II. De la Etapa Intermedia

Tercero: Conforme al registro de audiencia de control de acusación, contenida en el acta de fojas uno, de fecha cinco de abril de dos mil diez, se llevó a cabo la audiencia de su propósito, en la que la defensa realizó una serie de observaciones a la acusación y los medios probatorios presentados por la fiscalía, a su vez la Fiscalía requirió se verifique si existía escrito de observación de la acusación escrita, y al no comprobarse su existencia, este solicitó se declare infundada la observación alegando que al no hacerlo por escrito el plazo había precluido, y de conformidad con el artículo trescientos cincuenta del Código Procesal Penal, no se faculta para observar en audiencia.

Cuarto: El Juez en la misma audiencia resolvió la solicitud de la Fiscalía declarándola infundada, lo que motivó que el representante del Ministerio publico interponga recurso de apelación, siendo fundamentada en la misma audiencia y concedida sin efectos suspensivos.

III.- Del trámite recursal de segunda instancia

Quinto: Culminada la fase de traslado de la impugnación y realizada la audiencia de apelación conforme aparece del acta de fojas doce, de fecha cinco de mayo de dos mil diez, se dejó para resolver tal medio impugnatorio conforme a ley; siendo así, posteriormente se emite resolución con fecha trece de mayo de dos mil diez, de fojas trece, en la que la Sala de Apelaciones declaró Nulo el concesorio de apelación, resuelto en la audiencia de fecha cinco de abril de dos mil diez, respecto a la resolución que declaró infundada la solicitud de la Fiscalía a la oposición de la defensa, disponiendo la continuación del proceso según su estado.

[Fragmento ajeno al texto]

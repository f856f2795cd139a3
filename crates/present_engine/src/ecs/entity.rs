//! Entity implementation

slotmap::new_key_type! {
    /// Entity identifier
    ///
    /// Generational key into the [`World`](super::World) entity table. A stale
    /// key (its entity destroyed) never aliases a newer entity.
    pub struct Entity;
}
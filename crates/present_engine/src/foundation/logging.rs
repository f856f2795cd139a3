//! Logging utilities and structured logging support

pub use log::{debug, info, warn, error, trace};

/// Initialize the logging system for a driver binary
///
/// `RUST_LOG` overrides the `info` default. Panics if a global logger was
/// already installed; code that may run more than once should use [`try_init`].
pub fn init() {
    env_logger::Builder::from_env(env_logger::Env::default().default_filter_or("info"))
        .format_timestamp_millis()
        .init();
}

/// Initialize the logging system, ignoring an already-installed logger
pub fn try_init() -> bool {
    env_logger::Builder::from_default_env()
        .format_timestamp_millis()
        .try_init()
        .is_ok()
}
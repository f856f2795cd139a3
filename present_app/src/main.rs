//! Headless demo driver
//!
//! Builds a small level in code, walks the player forward through it and
//! replays every frame against a recording backend until the game is won,
//! lost or the frame cap is hit.
//!
//! Usage: `present_app [config.toml|config.ron] [effective.toml|effective.ron]`.
//! The first file overrides the engine configuration; the second, if given,
//! receives the configuration the run actually uses.

use present_engine::foundation::logging;
use present_engine::prelude::*;
use present_engine::render::assets::GpuObject;
use present_engine::render::{MaterialHandle, MeshHandle, TextureBinding, TextureSlot};

const FRAME_CAP: u64 = 60 * 60;
const DELTA_TIME: f32 = 1.0 / 60.0;

struct PresentApp {
    world: World,
    assets: AssetRegistry,
    game: Game,
    scheduler: FrameScheduler,
    backend: RecordingBackend,
    viewport: Viewport,
}

/// Asset handles the level is built from
struct LevelAssets {
    cube: MeshHandle,
    plane: MeshHandle,
    icon: MeshHandle,
    ground: MaterialHandle,
    wall: MaterialHandle,
    present: MaterialHandle,
    enemy: MaterialHandle,
    hud: MaterialHandle,
}

impl PresentApp {
    fn new(config: &CoreConfig) -> Self {
        let mut app = Self {
            world: World::new(),
            assets: AssetRegistry::new(),
            game: Game::new(config.game),
            scheduler: FrameScheduler::new(config),
            backend: RecordingBackend::new(),
            viewport: Viewport::from_size(1280, 720),
        };
        let handles = app.register_assets();
        app.populate(&handles, config.game.presents_goal);
        log::info!(
            "Level ready: {} entities, {} assets",
            app.world.len(),
            app.assets.len()
        );
        app
    }

    fn register_assets(&mut self) -> LevelAssets {
        let assets = &mut self.assets;
        let basic = assets.insert_shader("basic", GpuObject(1));
        let textured = assets.insert_shader("textured", GpuObject(2));
        let lit = assets.insert_shader("lit", GpuObject(3));
        let sampler = assets.insert_sampler("linear", GpuObject(10));
        let snow = assets.insert_texture("snow", GpuObject(20));
        let gift = assets.insert_texture("gift", GpuObject(21));
        let heart = assets.insert_texture("heart", GpuObject(22));

        let mut ground = Material::lit(lit).with_pipeline_state(PipelineState::opaque());
        ground.set_texture(
            TextureSlot::Albedo,
            Some(TextureBinding {
                texture: snow,
                sampler: Some(sampler),
            }),
        );
        let hud = Material::textured(
            textured,
            TextureBinding {
                texture: heart,
                sampler: Some(sampler),
            },
            0.1,
        )
        .with_pipeline_state(PipelineState::transparent())
        .with_game_screen_item(true);
        let present = Material::textured(
            textured,
            TextureBinding {
                texture: gift,
                sampler: Some(sampler),
            },
            0.5,
        )
        .with_pipeline_state(PipelineState::opaque());

        LevelAssets {
            cube: assets.insert_mesh("cube", Mesh::with_bounds(Vec3::repeat(-1.0), Vec3::repeat(1.0), 36)),
            plane: assets.insert_mesh("plane", Mesh::with_bounds(Vec3::new(-1.0, 0.0, -1.0), Vec3::new(1.0, 0.0, 1.0), 6)),
            icon: assets.insert_mesh("icon", Mesh::with_bounds(Vec3::new(-0.5, -0.5, 0.0), Vec3::new(0.5, 0.5, 0.0), 6)),
            ground: assets.insert_material("ground", ground),
            wall: assets.insert_material(
                "wall",
                Material::tinted(basic, Vec4::new(0.6, 0.6, 0.7, 1.0)).with_pipeline_state(PipelineState::opaque()),
            ),
            present: assets.insert_material("present", present),
            enemy: assets.insert_material(
                "enemy",
                Material::tinted(basic, Vec4::new(0.9, 0.1, 0.1, 0.6))
                    .with_pipeline_state(PipelineState::transparent())
                    .with_transparency(true),
            ),
            hud: assets.insert_material("hud", hud),
        }
    }

    fn populate(&mut self, handles: &LevelAssets, presents_goal: i32) {
        let world = &mut self.world;

        let camera = world.create_entity();
        world.set_name(camera, "camera");
        world.set_local_transform(camera, Transform::from_position(Vec3::new(0.0, 1.0, 0.0)));
        world.add_component(camera, CameraComponent::default());
        world.add_component(camera, FreeCameraControllerComponent::default());

        let player = world.create_child(camera);
        world.set_name(player, "player");
        world.set_local_transform(
            player,
            Transform::from_position(Vec3::new(0.0, -0.5, -1.5)).with_uniform_scale(0.3),
        );
        world.add_component(player, MeshRendererComponent::new(handles.cube, handles.wall));

        // HUD icons hang in front of the camera
        for i in 0..self.game.hearts() {
            let icon = world.create_child(camera);
            world.set_local_transform(
                icon,
                Transform::from_position(Vec3::new(-0.9 + 0.12 * i as f32, 0.5, -1.0)).with_uniform_scale(0.1),
            );
            world.add_component(
                icon,
                MeshRendererComponent::new(handles.icon, handles.hud).with_kind(RenderKind::Heart),
            );
        }
        for i in 0..presents_goal {
            let icon = world.create_child(camera);
            world.set_local_transform(
                icon,
                Transform::from_position(Vec3::new(0.9 - 0.12 * i as f32, 0.5, -1.0)).with_uniform_scale(0.1),
            );
            world.add_component(
                icon,
                MeshRendererComponent::new(handles.icon, handles.hud)
                    .with_kind(RenderKind::Present)
                    .hidden(),
            );
        }

        let ground = world.create_entity();
        world.set_local_transform(ground, Transform::identity().with_scale(Vec3::new(30.0, 1.0, 60.0)));
        world.add_component(ground, MeshRendererComponent::new(handles.plane, handles.ground));

        for (x, z, sx, sz) in [(0.0, -60.0, 30.0, 1.0), (-30.0, -30.0, 1.0, 30.0), (30.0, -30.0, 1.0, 30.0)] {
            let wall = world.create_entity();
            world.set_local_transform(
                wall,
                Transform::from_position(Vec3::new(x, 2.0, z)).with_scale(Vec3::new(sx, 2.0, sz)),
            );
            world.add_component(
                wall,
                MeshRendererComponent::new(handles.cube, handles.wall).with_colliding_type(CollidingType::Boundary),
            );
        }

        for i in 0..presents_goal {
            let present = world.create_entity();
            world.set_local_transform(
                present,
                Transform::from_position(Vec3::new(0.0, 0.5, -6.0 - 8.0 * i as f32)).with_uniform_scale(0.5),
            );
            world.add_component(present, MovementComponent::spinning(Vec3::new(0.0, 1.0, 0.0)));
            world.add_component(
                present,
                MeshRendererComponent::new(handles.cube, handles.present).with_colliding_type(CollidingType::Collectable),
            );
        }

        let enemy = world.create_entity();
        world.set_name(enemy, "enemy");
        world.set_local_transform(enemy, Transform::from_position(Vec3::new(10.0, 1.0, -20.0)));
        world.add_component(
            enemy,
            RandomMovementComponent::new(Vec3::new(3.0, 0.0, 3.0), Vec3::new(-28.0, 0.0, -58.0), Vec3::new(28.0, 0.0, -2.0)),
        );
        world.add_component(
            enemy,
            MeshRendererComponent::new(handles.cube, handles.enemy).with_colliding_type(CollidingType::Avoidable),
        );

        let sun = world.create_entity();
        world.set_local_transform(sun, Transform::identity().with_rotation(Vec3::new(-0.6, 0.3, 0.0)));
        world.add_component(sun, LightComponent::directional(Vec3::new(1.0, 0.95, 0.9)));

        let lamp = world.create_entity();
        world.set_local_transform(lamp, Transform::from_position(Vec3::new(0.0, 4.0, -30.0)));
        world.add_component(lamp, LightComponent::point(Vec3::new(1.0, 0.6, 0.3), Vec3::new(1.0, 0.1, 0.02)));
    }

    fn run(&mut self) -> Result<GameState, RenderError> {
        self.scheduler.set_input(ControllerInput {
            forward: true,
            ..Default::default()
        });

        while self.scheduler.clock().frame_count() < FRAME_CAP {
            self.backend.reset();
            let report = self.scheduler.run_frame(
                &mut self.world,
                &self.assets,
                &mut self.game,
                &mut self.backend,
                self.viewport,
                DELTA_TIME,
            )?;

            if let RenderOutcome::Rendered(stats) = report.render {
                log::trace!("Frame {}: {:?}", self.scheduler.clock().frame_count(), stats);
            }
            if report.state.is_finished() {
                break;
            }
        }
        Ok(self.game.state())
    }
}

fn load_config(path: Option<&str>) -> Result<CoreConfig, ConfigError> {
    match path {
        Some(path) => {
            log::info!("Loading configuration from {}", path);
            CoreConfig::load_from_file(path)
        }
        None => Ok(CoreConfig::default()),
    }
}

fn main() -> Result<(), Box<dyn std::error::Error>> {
    logging::init();

    log::info!("Starting present collector");
    let args: Vec<String> = std::env::args().skip(1).collect();
    let config = load_config(args.first().map(String::as_str))?;
    if let Some(dump_path) = args.get(1) {
        config.save_to_file(dump_path)?;
        log::info!("Wrote effective configuration to {}", dump_path);
    }
    let mut app = PresentApp::new(&config);
    let state = app.run()?;

    let clock = app.scheduler.clock();
    log::info!(
        "Finished after {} frames ({:.1}s simulated): {:?}, hearts {}, presents {}/{}",
        clock.frame_count(),
        clock.total_time(),
        state,
        app.game.hearts(),
        app.game.presents(),
        app.game.presents_goal()
    );
    Ok(())
}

IV. Trámite del recurso de casación del Fiscal Superior

Sexto: Leída la resolución de vista y cursada las respectivas notificaciones a las artes, el Fiscal Superior interpuso recurso de casación mediante escrito de fojas dieciocho. Introduciendo dos motivos de casación:

a) Errónea aplicación de los artículos trescientos cincuenta, trescientos cincuenta y uno y cuatrocientos dieciséis, literal e) del Código Procesal Penal.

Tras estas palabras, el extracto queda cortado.